Simon - Yeah, there was one in particular and it was the one that we actually considered was the biggest threat to Australia. And that was an insect called tribolium destructor, a tiny little beetle, we're only talking, you know, a beetle of about five millimetres in length. But despite all the effort we put into hunting for this beetle and baiting and trapping and chemical treatments, even at the end of the 19 months when that vessel sailed away, we had not managed to kill the population. We were still finding larvae on the last few days before it left. You know, we didn't eradicate the insect from the vessel, but what we did manage, and that was also an important part was, we didn't want the beetle to leave the vessel. If it left the vessel and then got introduced to the island and then to Australia, you know, that could have been a significant threat. So we set up a strong biosecurity system on the vessel where every single passenger that left the vessel had their luggage inspected. And we also did a lot of communication with the people that lived on the vessel, which were workers on the island, in communicating to them the importance of making sure they weren't carrying any of these insects as hitchhikers. And to make sure, you know, their luggage was clean when they left. And through that process, we were successful in making sure that the insect did not leave the vessel.

Katie - How would you summarise the significance of this work? Because it sounds like there aren't just lessons here to learn for Australia. Cruise liners go, well by definition, all over the world.

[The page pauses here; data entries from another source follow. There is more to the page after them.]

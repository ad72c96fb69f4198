use std::time::Duration;

use serde::{Deserialize, Serialize};

/// 出站套接字选项。
///
/// # 教案级注释
///
/// ## 意图（Why）
/// - 统一描述建连前后需要设置的内核参数，配置文件与代码使用同一结构；
/// - `None` 表示保持操作系统默认值，避免无意覆盖内核调优结果。
///
/// ## 默认值（What）
/// - `TCP_NODELAY`、`SO_KEEPALIVE`、`SO_REUSEADDR` 开启；
/// - 建连超时 3 秒；
/// - 写水位线 32 KiB / 64 KiB，供传输实现做写入背压提示。
#[derive(Clone, Debug, PartialEq, Eq, Serialize, Deserialize)]
#[serde(default)]
pub struct SocketOptions {
    tcp_nodelay: bool,
    keep_alive: bool,
    reuse_address: bool,
    allow_half_closure: bool,
    send_buffer_size: Option<u32>,
    recv_buffer_size: Option<u32>,
    linger_ms: Option<u64>,
    ip_tos: Option<u32>,
    write_buffer_low_water_mark: usize,
    write_buffer_high_water_mark: usize,
    connect_timeout_ms: u64,
}

impl Default for SocketOptions {
    fn default() -> Self {
        Self {
            tcp_nodelay: true,
            keep_alive: true,
            reuse_address: true,
            allow_half_closure: false,
            send_buffer_size: None,
            recv_buffer_size: None,
            linger_ms: None,
            ip_tos: None,
            write_buffer_low_water_mark: 32 * 1024,
            write_buffer_high_water_mark: 64 * 1024,
            connect_timeout_ms: 3_000,
        }
    }
}

impl SocketOptions {
    /// 是否关闭 Nagle 算法。
    pub fn tcp_nodelay(&self) -> bool {
        self.tcp_nodelay
    }

    /// 设置 `TCP_NODELAY`。
    pub fn set_tcp_nodelay(&mut self, value: bool) -> &mut Self {
        self.tcp_nodelay = value;
        self
    }

    /// 是否开启 `SO_KEEPALIVE`。
    pub fn keep_alive(&self) -> bool {
        self.keep_alive
    }

    /// 设置 `SO_KEEPALIVE`。
    pub fn set_keep_alive(&mut self, value: bool) -> &mut Self {
        self.keep_alive = value;
        self
    }

    /// 是否开启 `SO_REUSEADDR`。
    pub fn reuse_address(&self) -> bool {
        self.reuse_address
    }

    /// 设置 `SO_REUSEADDR`。
    pub fn set_reuse_address(&mut self, value: bool) -> &mut Self {
        self.reuse_address = value;
        self
    }

    /// 对端关闭写方向后是否保留本端写方向。
    pub fn allow_half_closure(&self) -> bool {
        self.allow_half_closure
    }

    /// 设置半关闭策略。
    pub fn set_allow_half_closure(&mut self, value: bool) -> &mut Self {
        self.allow_half_closure = value;
        self
    }

    /// `SO_SNDBUF`。
    pub fn send_buffer_size(&self) -> Option<u32> {
        self.send_buffer_size
    }

    /// 设置 `SO_SNDBUF`。
    pub fn set_send_buffer_size(&mut self, value: Option<u32>) -> &mut Self {
        self.send_buffer_size = value;
        self
    }

    /// `SO_RCVBUF`。
    pub fn recv_buffer_size(&self) -> Option<u32> {
        self.recv_buffer_size
    }

    /// 设置 `SO_RCVBUF`。
    pub fn set_recv_buffer_size(&mut self, value: Option<u32>) -> &mut Self {
        self.recv_buffer_size = value;
        self
    }

    /// `SO_LINGER`。
    pub fn linger(&self) -> Option<Duration> {
        self.linger_ms.map(Duration::from_millis)
    }

    /// 设置 `SO_LINGER`。
    pub fn set_linger(&mut self, value: Option<Duration>) -> &mut Self {
        self.linger_ms = value.map(duration_to_millis);
        self
    }

    /// `IP_TOS`。
    pub fn ip_tos(&self) -> Option<u32> {
        self.ip_tos
    }

    /// 设置 `IP_TOS`。
    pub fn set_ip_tos(&mut self, value: Option<u32>) -> &mut Self {
        self.ip_tos = value;
        self
    }

    /// 写缓冲低水位线。
    pub fn write_buffer_low_water_mark(&self) -> usize {
        self.write_buffer_low_water_mark
    }

    /// 写缓冲高水位线。
    pub fn write_buffer_high_water_mark(&self) -> usize {
        self.write_buffer_high_water_mark
    }

    /// 设置写缓冲水位线；`low` 大于 `high` 时以 `high` 为准。
    pub fn set_write_buffer_water_marks(&mut self, low: usize, high: usize) -> &mut Self {
        self.write_buffer_high_water_mark = high;
        self.write_buffer_low_water_mark = low.min(high);
        self
    }

    /// 建连超时。
    pub fn connect_timeout(&self) -> Duration {
        Duration::from_millis(self.connect_timeout_ms)
    }

    /// 设置建连超时。
    pub fn set_connect_timeout(&mut self, value: Duration) -> &mut Self {
        self.connect_timeout_ms = duration_to_millis(value);
        self
    }
}

fn duration_to_millis(value: Duration) -> u64 {
    u64::try_from(value.as_millis()).unwrap_or(u64::MAX)
}

#[cfg(test)]
mod tests {
    use super::*;

    #[test]
    fn defaults_follow_outbound_profile() {
        let options = SocketOptions::default();
        assert!(options.tcp_nodelay());
        assert!(options.keep_alive());
        assert!(options.reuse_address());
        assert!(!options.allow_half_closure());
        assert_eq!(options.connect_timeout(), Duration::from_secs(3));
        assert_eq!(options.linger(), None);
    }

    #[test]
    fn water_marks_keep_low_below_high() {
        let mut options = SocketOptions::default();
        options.set_write_buffer_water_marks(10, 4);
        assert_eq!(options.write_buffer_low_water_mark(), 4);
        assert_eq!(options.write_buffer_high_water_mark(), 4);
    }
}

Simon - Yeah. Covid has thrown up an interesting discussion around cruise vessels and what they'll look like for the next, you know, few years. But what we had seen up to before Covid arrived was quite a rapidly increasing industry. And there was this need with passengers to keep visiting more and more remote locations. To us, the biggest message out of this - and from a biosecurity perspective, the concern - is that if we are going to allow cruise vessels to visit remote and vulnerable locations where we have very few or no invasive spaces, then we have to be very conscious of the risk that they may introduce pests into these areas. I don't think we should assume that just because from a surface view a cruise vessel looks very clean, it is possible that, you know, lurking underneath cleanliness layer is a population of insects that could pose a significant risk to a new area.